* [EXERCISE PROMPT]: Wherever the string "RefreshRequest" appears in the listing, copy that line.

* [DATA EXCERPTS]:
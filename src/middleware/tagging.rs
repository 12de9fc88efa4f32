use super::{Middleware, Next};
use crate::client::generate_request_id;
use crate::error::Result;
use crate::protocol::headers::{API_VERSION, X_REQUEST_ID};
use crate::types::{RawResponse, RequestDescriptor};
use async_trait::async_trait;
use http::HeaderValue;
use std::time::Instant;

/// Tags every attempt with `X-Request-ID` and `API-Version`, and logs it.
pub struct RequestTagger {
    api_version: HeaderValue,
    enable_logging: bool,
}

impl RequestTagger {
    /// Tagger sending `api_version`.
    pub fn new(api_version: impl AsRef<str>, enable_logging: bool) -> Self {
        let api_version = HeaderValue::from_str(api_version.as_ref())
            .unwrap_or_else(|_| HeaderValue::from_static("v1"));
        Self {
            api_version,
            enable_logging,
        }
    }
}

#[async_trait]
impl Middleware for RequestTagger {
    fn name(&self) -> &'static str {
        "request-tagger"
    }

    async fn handle(&self, mut request: RequestDescriptor, next: Next<'_>) -> Result<RawResponse> {
        let request_id = generate_request_id();
        if let Ok(value) = HeaderValue::from_str(&request_id) {
            request.headers.insert(X_REQUEST_ID, value);
        }
        request.headers.insert(API_VERSION, self.api_version.clone());

        if !self.enable_logging {
            return next.run(request).await;
        }

        let method = request.method.clone();
        let url = request.url.clone();
        let attempt = request.attempt();
        tracing::debug!(%request_id, %method, %url, attempt, "sending request");

        let started = Instant::now();
        let outcome = next.run(request).await;
        let elapsed_ms = started.elapsed().as_millis() as u64;

        match &outcome {
            Ok(response) => tracing::debug!(
                %request_id,
                %method,
                %url,
                status = response.status,
                elapsed_ms,
                "request completed"
            ),
            Err(err) => tracing::debug!(
                %request_id,
                %method,
                %url,
                status = err.status(),
                elapsed_ms,
                error = %err,
                "request failed"
            ),
        }

        outcome
    }
}
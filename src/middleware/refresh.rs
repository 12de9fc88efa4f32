//! Token refresh on HTTP 401.
//!
//! ```text
//!  Authenticated ──401──▶ Refreshing ──ok──▶ Authenticated (replay once)
//!                              │
//!                              └──fail──▶ LoggedOut (session cleared, redirect)
//! ```
//!
//! The refresh call goes straight to the transport: it is not tagged, retried,
//! counted as loading or reported through notifications. Concurrent 401s share
//! one refresh through the context's [`RefreshGate`](crate::state::RefreshGate).

use super::{Middleware, Next};
use crate::client::{classify_response, decode_payload, ClientConfig, Transport};
use crate::error::{ApiError, Result};
use crate::state::{AuthSession, HttpContext};
use crate::types::{RawResponse, RequestDescriptor, RequestOptions};
use async_trait::async_trait;
use futures::FutureExt;
use serde::{Deserialize, Serialize};
use std::sync::Arc;

#[derive(Serialize)]
struct RefreshRequest<'a> {
    refresh_token: &'a str,
}

#[derive(Deserialize)]
struct RefreshedTokens {
    #[serde(alias = "token", alias = "accessToken")]
    access_token: String,
    #[serde(default, alias = "refreshToken")]
    refresh_token: Option<String>,
}

/// Refreshes the session on 401 and replays the failed request once.
pub struct TokenRefresh {
    context: Arc<HttpContext>,
    config: Arc<ClientConfig>,
    transport: Arc<dyn Transport>,
}

impl TokenRefresh {
    /// Refresh stage issuing its refresh call through `transport`.
    pub fn new(
        context: Arc<HttpContext>,
        config: Arc<ClientConfig>,
        transport: Arc<dyn Transport>,
    ) -> Self {
        Self {
            context,
            config,
            transport,
        }
    }

    async fn refresh(&self) -> Result<AuthSession> {
        let context = self.context.clone();
        let transport = self.transport.clone();
        let url = self.config.resolve_url(&self.config.refresh_path);
        let login_path = self.config.login_path.clone();

        self.context
            .refresh_gate()
            .run(move || refresh_session(context, transport, url, login_path).boxed())
            .await
    }
}

#[async_trait]
impl Middleware for TokenRefresh {
    fn name(&self) -> &'static str {
        "token-refresh"
    }

    async fn handle(&self, request: RequestDescriptor, next: Next<'_>) -> Result<RawResponse> {
        if request.options.skip_auth {
            return next.run(request).await;
        }

        let sent_token = self.context.access_token()?;
        match next.run(request.clone()).await {
            Err(err) if err.is_unauthorized() => {
                let current_token = self.context.access_token()?;
                if current_token.is_some() && current_token != sent_token {
                    tracing::debug!(url = %request.url, "token rotated while request was in flight, replaying");
                } else {
                    tracing::warn!(url = %request.url, "access token rejected, refreshing session");
                    self.refresh().await?;
                }
                next.run(request).await
            }
            outcome => outcome,
        }
    }
}

/// Perform one refresh; on failure the session is cleared and the presenter
/// redirects to the login entry point.
async fn refresh_session(
    context: Arc<HttpContext>,
    transport: Arc<dyn Transport>,
    url: String,
    login_path: String,
) -> Result<AuthSession> {
    match exchange_refresh_token(&context, transport.as_ref(), &url).await {
        Ok(session) => {
            tracing::info!("session refreshed");
            Ok(session)
        }
        Err(err) => {
            tracing::error!(error = %err, "session refresh failed, logging out");
            if let Err(clear_err) = context.session().clear() {
                tracing::warn!(error = %clear_err, "could not clear session");
            }
            context.presenter().redirect_to_login(&login_path);
            Err(ApiError::RefreshFailure(err.to_string()))
        }
    }
}

async fn exchange_refresh_token(
    context: &HttpContext,
    transport: &dyn Transport,
    url: &str,
) -> Result<AuthSession> {
    let refresh_token = context
        .session()
        .load()?
        .and_then(|session| session.refresh_token)
        .ok_or_else(|| ApiError::RefreshFailure("no refresh token stored".to_string()))?;

    let request = RequestDescriptor::post(url)
        .with_json(&RefreshRequest {
            refresh_token: &refresh_token,
        })?
        .with_options(RequestOptions::new().without_auth().without_error_handler());

    let raw = classify_response(&request, transport.send(&request).await?)?;
    let tokens: RefreshedTokens = decode_payload(&raw.body)?;

    let session = AuthSession::new(
        tokens.access_token,
        tokens.refresh_token.or(Some(refresh_token)),
    );
    context.session().save(&session)?;
    Ok(session)
}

* [YOUR SOLUTION]:
struct RefreshRequest<'a> {
        .with_json(&RefreshRequest {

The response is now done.